Stored data entries
☆ ☆ ☆ ☆
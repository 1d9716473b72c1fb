//! 3x3 rotation matrices for precessing catalog positions.
//!
//! Catalog positions are J2000. A chart drawn for another epoch supplies a
//! precession matrix which is applied to the rectangular star positions of a
//! whole zone at once before the caller re-derives ra/dec.

use super::Vector3;
use std::fmt;

/// Row-major 3x3 matrix. `elements[i][j]` is row `i`, column `j`.
#[derive(Debug, Clone, Copy, PartialEq)]
pub struct RotationMatrix3 {
    elements: [[f64; 3]; 3],
}

impl RotationMatrix3 {
    pub fn identity() -> Self {
        Self {
            elements: [[1.0, 0.0, 0.0], [0.0, 1.0, 0.0], [0.0, 0.0, 1.0]],
        }
    }

    pub fn from_array(elements: [[f64; 3]; 3]) -> Self {
        Self { elements }
    }

    pub fn elements(&self) -> &[[f64; 3]; 3] {
        &self.elements
    }

    /// Passive rotation about Z by `psi` radians (ERFA sign convention).
    pub fn from_rotation_z(psi: f64) -> Self {
        let (s, c) = libm::sincos(psi);
        Self::from_array([[c, s, 0.0], [-s, c, 0.0], [0.0, 0.0, 1.0]])
    }

    /// Passive rotation about Y by `theta` radians (ERFA sign convention).
    pub fn from_rotation_y(theta: f64) -> Self {
        let (s, c) = libm::sincos(theta);
        Self::from_array([[c, 0.0, -s], [0.0, 1.0, 0.0], [s, 0.0, c]])
    }

    /// Low-precision IAU 1976 precession from J2000 to `epoch_year`
    /// (Julian years). Adequate for chart plotting; not an astrometric
    /// reduction.
    pub fn precession_from_j2000(epoch_year: f64) -> Self {
        const ARCSEC: f64 = std::f64::consts::PI / (180.0 * 3600.0);
        let t = (epoch_year - 2000.0) / 100.0;
        let zeta = (2306.2181 + (0.30188 + 0.017998 * t) * t) * t * ARCSEC;
        let z = (2306.2181 + (1.09468 + 0.018203 * t) * t) * t * ARCSEC;
        let theta = (2004.3109 - (0.42665 + 0.041833 * t) * t) * t * ARCSEC;
        Self::from_rotation_z(-z) * Self::from_rotation_y(theta) * Self::from_rotation_z(-zeta)
    }

    pub fn multiply(&self, other: &Self) -> Self {
        let mut result = [[0.0; 3]; 3];
        for (i, row) in result.iter_mut().enumerate() {
            for (j, cell) in row.iter_mut().enumerate() {
                *cell = (0..3)
                    .map(|k| self.elements[i][k] * other.elements[k][j])
                    .sum();
            }
        }
        Self::from_array(result)
    }

    pub fn transpose(&self) -> Self {
        let e = &self.elements;
        Self::from_array([
            [e[0][0], e[1][0], e[2][0]],
            [e[0][1], e[1][1], e[2][1]],
            [e[0][2], e[1][2], e[2][2]],
        ])
    }

    #[inline]
    pub fn apply(&self, v: &Vector3) -> Vector3 {
        let e = &self.elements;
        Vector3::new(
            e[0][0] * v.x + e[0][1] * v.y + e[0][2] * v.z,
            e[1][0] * v.x + e[1][1] * v.y + e[1][2] * v.z,
            e[2][0] * v.x + e[2][1] * v.y + e[2][2] * v.z,
        )
    }
}

impl std::ops::Mul for RotationMatrix3 {
    type Output = Self;

    fn mul(self, rhs: Self) -> Self {
        self.multiply(&rhs)
    }
}

impl fmt::Display for RotationMatrix3 {
    fn fmt(&self, f: &mut fmt::Formatter<'_>) -> fmt::Result {
        for row in &self.elements {
            writeln!(f, "[{:+.12} {:+.12} {:+.12}]", row[0], row[1], row[2])?;
        }
        Ok(())
    }
}

#[cfg(test)]
mod tests {
    use super::*;
    use std::f64::consts::FRAC_PI_2;

    #[test]
    fn test_identity_leaves_vector() {
        let v = Vector3::new(0.3, -0.4, 0.5);
        assert_eq!(RotationMatrix3::identity().apply(&v), v);
    }

    #[test]
    fn test_rotation_z_quarter_turn() {
        let m = RotationMatrix3::from_rotation_z(FRAC_PI_2);
        let v = m.apply(&Vector3::x_axis());
        assert!(v.x.abs() < 1e-15);
        assert!((v.y + 1.0).abs() < 1e-15);
    }

    #[test]
    fn test_transpose_inverts_rotation() {
        let m = RotationMatrix3::precession_from_j2000(2050.0);
        let v = Vector3::from_spherical(1.0, 0.3);
        let back = m.transpose().apply(&m.apply(&v));
        assert!((back - v).magnitude() < 1e-14);
    }

    #[test]
    fn test_precession_at_j2000_is_identity() {
        let m = RotationMatrix3::precession_from_j2000(2000.0);
        let v = Vector3::from_spherical(2.0, -0.7);
        assert!((m.apply(&v) - v).magnitude() < 1e-15);
    }

    #[test]
    fn test_precession_moves_ra_forward() {
        // General precession is ~50.3"/yr in longitude; on the equator at
        // ra=0 the ra rate is m ≈ 46.1"/yr.
        let m = RotationMatrix3::precession_from_j2000(2100.0);
        let (ra, _) = m.apply(&Vector3::from_spherical(0.0, 0.0)).to_spherical();
        let arcsec = ra.to_degrees() * 3600.0;
        assert!((arcsec - 4614.0).abs() < 2.0, "ra drift {}\"", arcsec);
    }
}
☆ ☆ ☆ ☆
● EXERCISE DETAILS:
From the entries above, print the lines beginning at the one with "pub fn from_rotation_y(theta: f64)" and stopping after the one with "type Output = Self;", exactly as written and with nothing else.

● RESULT FOR THIS EXERCISE:
    pub fn from_rotation_y(theta: f64) -> Self {
        let (s, c) = libm::sincos(theta);
        Self::from_array([[c, 0.0, -s], [0.0, 1.0, 0.0], [s, 0.0, c]])
    }

    /// Low-precision IAU 1976 precession from J2000 to `epoch_year`
    /// (Julian years). Adequate for chart plotting; not an astrometric
    /// reduction.
    pub fn precession_from_j2000(epoch_year: f64) -> Self {
        const ARCSEC: f64 = std::f64::consts::PI / (180.0 * 3600.0);
        let t = (epoch_year - 2000.0) / 100.0;
        let zeta = (2306.2181 + (0.30188 + 0.017998 * t) * t) * t * ARCSEC;
        let z = (2306.2181 + (1.09468 + 0.018203 * t) * t) * t * ARCSEC;
        let theta = (2004.3109 - (0.42665 + 0.041833 * t) * t) * t * ARCSEC;
        Self::from_rotation_z(-z) * Self::from_rotation_y(theta) * Self::from_rotation_z(-zeta)
    }

    pub fn multiply(&self, other: &Self) -> Self {
        let mut result = [[0.0; 3]; 3];
        for (i, row) in result.iter_mut().enumerate() {
            for (j, cell) in row.iter_mut().enumerate() {
                *cell = (0..3)
                    .map(|k| self.elements[i][k] * other.elements[k][j])
                    .sum();
            }
        }
        Self::from_array(result)
    }

    pub fn transpose(&self) -> Self {
        let e = &self.elements;
        Self::from_array([
            [e[0][0], e[1][0], e[2][0]],
            [e[0][1], e[1][1], e[2][1]],
            [e[0][2], e[1][2], e[2][2]],
        ])
    }

    #[inline]
    pub fn apply(&self, v: &Vector3) -> Vector3 {
        let e = &self.elements;
        Vector3::new(
            e[0][0] * v.x + e[0][1] * v.y + e[0][2] * v.z,
            e[1][0] * v.x + e[1][1] * v.y + e[1][2] * v.z,
            e[2][0] * v.x + e[2][1] * v.y + e[2][2] * v.z,
        )
    }
}

impl std::ops::Mul for RotationMatrix3 {
    type Output = Self;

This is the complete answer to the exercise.